**EXERCISE INSTRUCTIONS:**
From the data below, set down exactly the lines between the one holding "it is missing" and the one holding "to have been", inclusive, and no others.
________________________________________
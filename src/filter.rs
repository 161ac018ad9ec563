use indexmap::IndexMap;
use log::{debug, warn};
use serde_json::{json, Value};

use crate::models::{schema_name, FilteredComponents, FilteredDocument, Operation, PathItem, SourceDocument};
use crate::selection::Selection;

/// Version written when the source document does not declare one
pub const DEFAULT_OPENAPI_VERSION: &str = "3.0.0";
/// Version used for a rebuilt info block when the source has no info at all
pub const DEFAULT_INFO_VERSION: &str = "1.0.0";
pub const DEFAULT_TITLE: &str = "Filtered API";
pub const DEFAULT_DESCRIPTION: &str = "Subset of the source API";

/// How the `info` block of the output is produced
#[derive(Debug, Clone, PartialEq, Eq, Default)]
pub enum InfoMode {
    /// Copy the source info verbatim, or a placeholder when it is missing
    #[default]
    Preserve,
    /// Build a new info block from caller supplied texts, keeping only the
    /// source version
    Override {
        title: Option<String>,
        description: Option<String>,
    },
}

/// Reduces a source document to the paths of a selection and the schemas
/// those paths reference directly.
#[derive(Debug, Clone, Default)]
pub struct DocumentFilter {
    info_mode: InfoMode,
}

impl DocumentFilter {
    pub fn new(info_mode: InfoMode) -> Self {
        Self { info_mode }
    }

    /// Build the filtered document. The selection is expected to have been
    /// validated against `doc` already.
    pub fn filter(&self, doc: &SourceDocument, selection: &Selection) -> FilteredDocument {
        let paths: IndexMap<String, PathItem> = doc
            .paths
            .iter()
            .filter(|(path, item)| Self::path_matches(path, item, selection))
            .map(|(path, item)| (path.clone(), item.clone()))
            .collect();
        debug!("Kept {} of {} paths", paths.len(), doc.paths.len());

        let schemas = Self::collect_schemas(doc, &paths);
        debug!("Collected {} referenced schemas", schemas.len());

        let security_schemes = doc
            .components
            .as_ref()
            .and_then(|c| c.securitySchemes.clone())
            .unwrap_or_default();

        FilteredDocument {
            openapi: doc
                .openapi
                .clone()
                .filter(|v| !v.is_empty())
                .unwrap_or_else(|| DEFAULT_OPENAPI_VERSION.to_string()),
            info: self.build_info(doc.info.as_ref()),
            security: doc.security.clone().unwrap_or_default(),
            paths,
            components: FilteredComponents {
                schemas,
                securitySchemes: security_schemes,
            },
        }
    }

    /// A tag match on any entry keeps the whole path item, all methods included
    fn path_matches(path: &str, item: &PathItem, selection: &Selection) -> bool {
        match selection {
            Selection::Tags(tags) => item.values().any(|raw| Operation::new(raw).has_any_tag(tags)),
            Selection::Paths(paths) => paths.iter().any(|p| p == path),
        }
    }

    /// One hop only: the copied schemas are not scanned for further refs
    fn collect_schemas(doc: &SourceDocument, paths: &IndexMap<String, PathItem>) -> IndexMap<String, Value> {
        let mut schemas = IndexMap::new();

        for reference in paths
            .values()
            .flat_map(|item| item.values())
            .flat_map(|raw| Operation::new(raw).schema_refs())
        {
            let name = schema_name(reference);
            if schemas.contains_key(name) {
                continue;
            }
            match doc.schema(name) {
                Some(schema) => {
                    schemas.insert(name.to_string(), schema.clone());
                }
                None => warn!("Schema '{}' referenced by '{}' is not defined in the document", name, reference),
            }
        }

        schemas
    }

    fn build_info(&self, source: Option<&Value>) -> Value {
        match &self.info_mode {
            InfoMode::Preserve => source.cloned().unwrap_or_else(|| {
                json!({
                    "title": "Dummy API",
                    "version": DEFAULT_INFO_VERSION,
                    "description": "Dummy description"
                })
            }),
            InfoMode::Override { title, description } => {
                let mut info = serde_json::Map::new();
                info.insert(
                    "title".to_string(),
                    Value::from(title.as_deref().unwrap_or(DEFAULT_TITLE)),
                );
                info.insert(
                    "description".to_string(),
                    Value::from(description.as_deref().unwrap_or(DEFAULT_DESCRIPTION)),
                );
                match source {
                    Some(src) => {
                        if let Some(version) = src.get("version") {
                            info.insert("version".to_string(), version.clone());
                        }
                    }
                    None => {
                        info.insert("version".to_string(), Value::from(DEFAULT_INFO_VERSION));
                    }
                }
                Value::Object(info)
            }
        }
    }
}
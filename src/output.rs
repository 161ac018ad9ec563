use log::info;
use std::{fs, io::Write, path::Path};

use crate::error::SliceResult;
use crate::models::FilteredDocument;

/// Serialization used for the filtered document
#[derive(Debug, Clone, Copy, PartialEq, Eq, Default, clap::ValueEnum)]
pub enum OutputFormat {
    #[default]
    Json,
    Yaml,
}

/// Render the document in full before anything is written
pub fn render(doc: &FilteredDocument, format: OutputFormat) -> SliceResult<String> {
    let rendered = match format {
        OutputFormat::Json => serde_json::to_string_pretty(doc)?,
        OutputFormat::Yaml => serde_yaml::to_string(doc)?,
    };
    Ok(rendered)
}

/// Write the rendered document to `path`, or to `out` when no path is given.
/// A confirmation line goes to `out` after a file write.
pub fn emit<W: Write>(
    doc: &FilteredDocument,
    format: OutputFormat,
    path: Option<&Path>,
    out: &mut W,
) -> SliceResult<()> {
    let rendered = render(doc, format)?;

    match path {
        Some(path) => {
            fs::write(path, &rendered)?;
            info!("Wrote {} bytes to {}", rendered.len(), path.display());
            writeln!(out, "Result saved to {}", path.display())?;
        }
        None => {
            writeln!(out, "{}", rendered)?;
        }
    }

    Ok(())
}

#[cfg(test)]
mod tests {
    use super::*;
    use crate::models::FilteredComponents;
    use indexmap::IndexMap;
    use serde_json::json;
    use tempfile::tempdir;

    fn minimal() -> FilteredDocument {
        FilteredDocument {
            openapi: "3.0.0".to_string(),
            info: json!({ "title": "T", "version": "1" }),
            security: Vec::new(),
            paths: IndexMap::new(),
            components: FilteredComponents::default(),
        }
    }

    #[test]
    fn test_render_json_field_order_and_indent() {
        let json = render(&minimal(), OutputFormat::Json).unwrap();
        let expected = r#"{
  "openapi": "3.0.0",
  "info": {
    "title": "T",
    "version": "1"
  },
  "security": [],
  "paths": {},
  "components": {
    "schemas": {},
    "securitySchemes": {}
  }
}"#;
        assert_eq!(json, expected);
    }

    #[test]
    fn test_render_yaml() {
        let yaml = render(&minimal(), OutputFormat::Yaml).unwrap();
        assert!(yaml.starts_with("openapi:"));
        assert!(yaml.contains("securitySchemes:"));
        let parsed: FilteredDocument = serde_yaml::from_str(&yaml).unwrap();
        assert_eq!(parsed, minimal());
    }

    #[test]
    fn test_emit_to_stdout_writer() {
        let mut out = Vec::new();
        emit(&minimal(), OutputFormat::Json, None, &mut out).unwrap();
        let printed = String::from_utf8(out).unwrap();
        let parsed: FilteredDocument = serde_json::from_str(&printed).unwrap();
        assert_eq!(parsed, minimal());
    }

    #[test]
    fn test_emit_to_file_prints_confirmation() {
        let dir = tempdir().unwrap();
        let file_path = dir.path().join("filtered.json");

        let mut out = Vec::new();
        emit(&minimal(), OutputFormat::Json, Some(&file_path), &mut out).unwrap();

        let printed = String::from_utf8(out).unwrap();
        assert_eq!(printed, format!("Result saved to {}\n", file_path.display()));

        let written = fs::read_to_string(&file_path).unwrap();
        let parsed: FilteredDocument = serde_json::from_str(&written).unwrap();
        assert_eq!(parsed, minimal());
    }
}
________________________________________
**EXPECTED OUTPUT:**
    /// Copy the source info verbatim, or a placeholder when it is missing
    #[default]
    Preserve,
    /// Build a new info block from caller supplied texts, keeping only the
    /// source version
    Override {
        title: Option<String>,
        description: Option<String>,
    },
}

/// Reduces a source document to the paths of a selection and the schemas
/// those paths reference directly.
#[derive(Debug, Clone, Default)]
pub struct DocumentFilter {
    info_mode: InfoMode,
}

impl DocumentFilter {
    pub fn new(info_mode: InfoMode) -> Self {
        Self { info_mode }
    }

    /// Build the filtered document. The selection is expected to have been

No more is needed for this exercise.